Wiener also emphasized that legislators have amended the bill in response to industry concerns, limiting the California attorney general’s ability to sue developers before actual harm has occurred and creating a threshold for fine-tuned open-source models.
Under the amendments, open-source models that are fine-tuned at a cost of less than $10 million would not be covered by the legislation — a welcome addition for the open-source community.
“If you’re a model developer, and you’re working on an open-source project way downstream, you don’t necessarily know how much compute was used to initially train a model, because you might be the third or the fourth person changing that original model,” Joel Burke, a policy analyst at Mozilla, explained to The Hill.
“That’s part of what open source is, so it’s great that they’re including a floor,” he continued.
Mozilla, EleutherAI and Hugging Face sent a letter to Wiener in early August, voicing concerns about S.B. 1047’s potential impact on the open-source community. Not all of their concerns with the legislation were addressed in the amendments, Burke noted.
Anthropic, whose feedback prompted several of the amendments, similarly said Thursday that the latest version of the legislation was “halfway between our suggested version and the original bill.”
“In our assessment the new SB 1047 is substantially improved, to the point where we believe its benefits likely outweigh its costs,” Anthropic CEO Dario Amodei wrote in a letter to Newsom.
“However, we are not certain of this, and there are still some aspects of the bill which seem concerning or ambiguous to us,” he added.
OpenAI, on the other hand, came out against S.B. 1047 last week. The ChatGPT maker joins tech giants Google and Meta in opposing it.
Jason Kwon, OpenAI’s chief strategy officer, argued in a letter to Wiener that regulation of frontier AI models should come from the federal government and warned the bill could “stifle innovation and harm the U.S. AI ecosystem.”

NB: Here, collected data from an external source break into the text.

//! Parent and child kinds for structural grouping references.
//!
//! A complex reference ties a child (for example a component) to the parent
//! that groups it (for example a feature). The numeric codes are the values
//! stored in symbol fields.

use std::fmt;

/// The kind of the grouping parent in a complex reference.
#[derive(Debug, Clone, Copy, PartialEq, Eq, Hash)]
pub enum ComplexReferenceParentType {
    Unknown,
    Feature,
    ComponentGroup,
    FeatureGroup,
    Module,
    Product,
    PatchFamilyGroup,
    Patch,
    Container,
    Layout,
    PackageGroup,
}

impl ComplexReferenceParentType {
    /// Returns the numeric code stored in symbol fields.
    pub fn code(&self) -> i64 {
        match self {
            Self::Unknown => 0,
            Self::Feature => 1,
            Self::ComponentGroup => 2,
            Self::FeatureGroup => 3,
            Self::Module => 4,
            Self::Product => 5,
            Self::PatchFamilyGroup => 6,
            Self::Patch => 7,
            Self::Container => 8,
            Self::Layout => 9,
            Self::PackageGroup => 10,
        }
    }

    /// Resolves a numeric code back to its kind.
    pub fn from_code(code: i64) -> Option<Self> {
        Some(match code {
            0 => Self::Unknown,
            1 => Self::Feature,
            2 => Self::ComponentGroup,
            3 => Self::FeatureGroup,
            4 => Self::Module,
            5 => Self::Product,
            6 => Self::PatchFamilyGroup,
            7 => Self::Patch,
            8 => Self::Container,
            9 => Self::Layout,
            10 => Self::PackageGroup,
            _ => return None,
        })
    }
}

impl fmt::Display for ComplexReferenceParentType {
    fn fmt(&self, f: &mut fmt::Formatter<'_>) -> fmt::Result {
        fmt::Debug::fmt(self, f)
    }
}

/// The kind of the grouped child in a complex reference.
#[derive(Debug, Clone, Copy, PartialEq, Eq, Hash)]
pub enum ComplexReferenceChildType {
    Unknown,
    Feature,
    Component,
    ComponentGroup,
    FeatureGroup,
    Module,
    PatchFamily,
    PatchFamilyGroup,
    Package,
    PackageGroup,
    Payload,
    PayloadGroup,
}

impl ComplexReferenceChildType {
    /// Returns the numeric code stored in symbol fields.
    pub fn code(&self) -> i64 {
        match self {
            Self::Unknown => 0,
            Self::Feature => 1,
            Self::Component => 2,
            Self::ComponentGroup => 3,
            Self::FeatureGroup => 4,
            Self::Module => 5,
            Self::PatchFamily => 6,
            Self::PatchFamilyGroup => 7,
            Self::Package => 8,
            Self::PackageGroup => 9,
            Self::Payload => 10,
            Self::PayloadGroup => 11,
        }
    }

    /// Resolves a numeric code back to its kind.
    pub fn from_code(code: i64) -> Option<Self> {
        Some(match code {
            0 => Self::Unknown,
            1 => Self::Feature,
            2 => Self::Component,
            3 => Self::ComponentGroup,
            4 => Self::FeatureGroup,
            5 => Self::Module,
            6 => Self::PatchFamily,
            7 => Self::PatchFamilyGroup,
            8 => Self::Package,
            9 => Self::PackageGroup,
            10 => Self::Payload,
            11 => Self::PayloadGroup,
            _ => return None,
        })
    }
}

impl fmt::Display for ComplexReferenceChildType {
    fn fmt(&self, f: &mut fmt::Formatter<'_>) -> fmt::Result {
        fmt::Debug::fmt(self, f)
    }
}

S.B. 1047 has also split key figures in the field. Fei-Fei Li, who is known as the “godmother of AI,” argued in a Fortune op-ed earlier this month that the “well-meaning” legislation would have unintended consequences for the entire country.
“If passed into law, SB-1047 will harm our budding AI ecosystem, especially the parts of it that are already at a disadvantage to today’s tech giants: the public sector, academia, and ‘little tech,’” Li wrote.
“The Golden State—as a pioneering entity, and home to our country’s most robust AI ecosystem—is the beating heart of the AI movement; as California goes, so goes the rest of the country,” she later added.
Yoshua Bengio, who is often referred to as the “godfather of AI,” disagreed in a responding op-ed in Fortune.
“We simply cannot hope for companies to prioritize safety when the incentives to prioritize profits are so immense,” Bengio said. “Like Dr. Li, I would also prefer to see robust AI safety regulations at the federal level.”
“But Congress is gridlocked and federal agencies constrained, which makes state action indispensable,” he continued. “In the past, California has led the way on green energy and consumer privacy, and it has a tremendous opportunity to lead again on AI.”
Fellow “AI godfather” Geoffrey Hinton has also endorsed the legislation, calling it a “very sensible approach” and describing California as “a natural place” to start addressing AI’s risks.
“Forty years ago when I was training the first version of the AI algorithms behind tools like ChatGPT, no one – including myself – would have predicted how far AI would progress,” he said in a statement, according to Wiener’s office.
“Powerful AI systems bring incredible promise, but the risks are also very real and should be taken extremely seriously,” Hinton added.